”Zikrederek, şükrederek Hakk’ı buldum. Âşık olup, kınanarak candan geçtim. Ondan sonra “teklik” içkisinden bir damla tatdım. Peygamber’e yoldaş olup yer altına girdim.”
Gibi daha binlerce mâna, hikmet, sır, aşk dolu sözlerin sahibi, 63 yaşından sonra ömrü hayatını yer altında bulunan bir kuyuda geçiren ve 120 yaşında rahmete kavuşan Ahmet Yesevi (Hazreti Türkistan), gönülden dergâha taşınan, oradan Cihana yayılan hikmet sultanlarından biridir.
Çeşitli kaynak, bilgi/belgelere göre; Batı Türkistan’ın Sayram Şehrinde doğmuş ve tasavvufi marifetleri Buhara muhitinde edinmiş, tarikat kurucusu, şair ve din büyüğü olarak Türk Dünyasının mânevî hayatını etkilemiş nâdir kişilerdendir.
Bilhassa Sır-derya çevresinde, Taşkent dolaylarında, Seyhun ötelerindeki bozkırlarda yasayan köylü ve göçebe Türklerin kendisine ve onun tasavvufi tarikatı Yesevîliğe olan tutkunluklarından ötürü, tarihî şahsiyeti efsaneler altında gizlendi, kimliği menkıbelere karışmıştır.

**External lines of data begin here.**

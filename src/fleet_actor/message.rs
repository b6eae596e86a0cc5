//! Message protocol for the Fleet actor.
//!
//! Drivers and vehicles are managed by one actor rather than two, because the
//! core operation — `Assign` — must check and flip a driver and a vehicle as
//! a single step. Splitting them into separate actors would reintroduce the
//! two-writer race the actor model is here to remove.

use super::error::FleetError;
use crate::model::{
    Driver, DriverCreate, DriverId, DriverStatus, Vehicle, VehicleCreate, VehicleNo, VehicleStatus,
};
use tokio::sync::oneshot;

/// One-shot response channel carrying a fleet result.
pub type FleetResponse<T> = oneshot::Sender<Result<T, FleetError>>;

/// Requests understood by the Fleet actor.
pub enum FleetRequest {
    AddDriver {
        params: DriverCreate,
        respond_to: FleetResponse<DriverId>,
    },
    AddVehicle {
        params: VehicleCreate,
        respond_to: FleetResponse<VehicleNo>,
    },
    GetDriver {
        id: DriverId,
        respond_to: FleetResponse<Option<Driver>>,
    },
    GetVehicle {
        vehicle_no: VehicleNo,
        respond_to: FleetResponse<Option<Vehicle>>,
    },
    ListDrivers {
        respond_to: FleetResponse<Vec<Driver>>,
    },
    ListVehicles {
        respond_to: FleetResponse<Vec<Vehicle>>,
    },
    /// Pair an available driver with an available vehicle. Both are checked
    /// and both are flipped within one message, or neither is touched.
    Assign {
        driver: DriverId,
        vehicle: VehicleNo,
        respond_to: FleetResponse<()>,
    },
    /// Manual availability override. Only the status changes; any recorded
    /// pairing is left as history.
    SetDriverStatus {
        id: DriverId,
        status: DriverStatus,
        respond_to: FleetResponse<Driver>,
    },
    /// Manual availability override. Only the status changes; any recorded
    /// pairing is left as history.
    SetVehicleStatus {
        vehicle_no: VehicleNo,
        status: VehicleStatus,
        respond_to: FleetResponse<Vehicle>,
    },
}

Yazarların, araştırmacıların, ilim adamlarının, akademisyenlerin birleştiği nokta; hayatı hakkında bilgilerimiz çok azdır, hakkındaki menkıbeler ise cildler dolduracak zenginliktedir. Kendisini bugün bile Şeyh Ahmed Yesevî’ye ve Yeseviliğe mensup sayan halk zümreleri Orta Asya’da mevcuttur. Tunceli çevresinde yaşayan bir kısım Şii Türk halkı bunların Anadolu’da kardeşleridir.
Ahmed Yesevi, İbrahim adında bir şeyh olan babasını yedi yaşında iken kaybetti. Ablasıyle birlikte, Türk geleneğinin Oğuz Han’ın başkenti olarak gösterdiği Yesi şehrine göçtüler. Burada ilk tasavvuf terbiyesini Arslan Babadan aldı. Sonra Buhara’ya giderek zamanın en büyük âlim ve mutasavvıflarından ders gördü. Çağının en meşhur sofisi Şeyh Yusuf-ı Hemedani’nin müridi olarak, onun muhabbetini kazandı, Nitekim şeyhi öldükten bir müddet sonra onun postuna da geçti Sonra Yusuf-i Hemedani’ nin eski bir işaretini hatırlayarak Yesiye döndü, ölünceye kadar orada yaşadı. Tesirleri büyük oldu. Göçebeler gibi şehir halklarını ve okumuşları da manevî nüfuzu altına aldı.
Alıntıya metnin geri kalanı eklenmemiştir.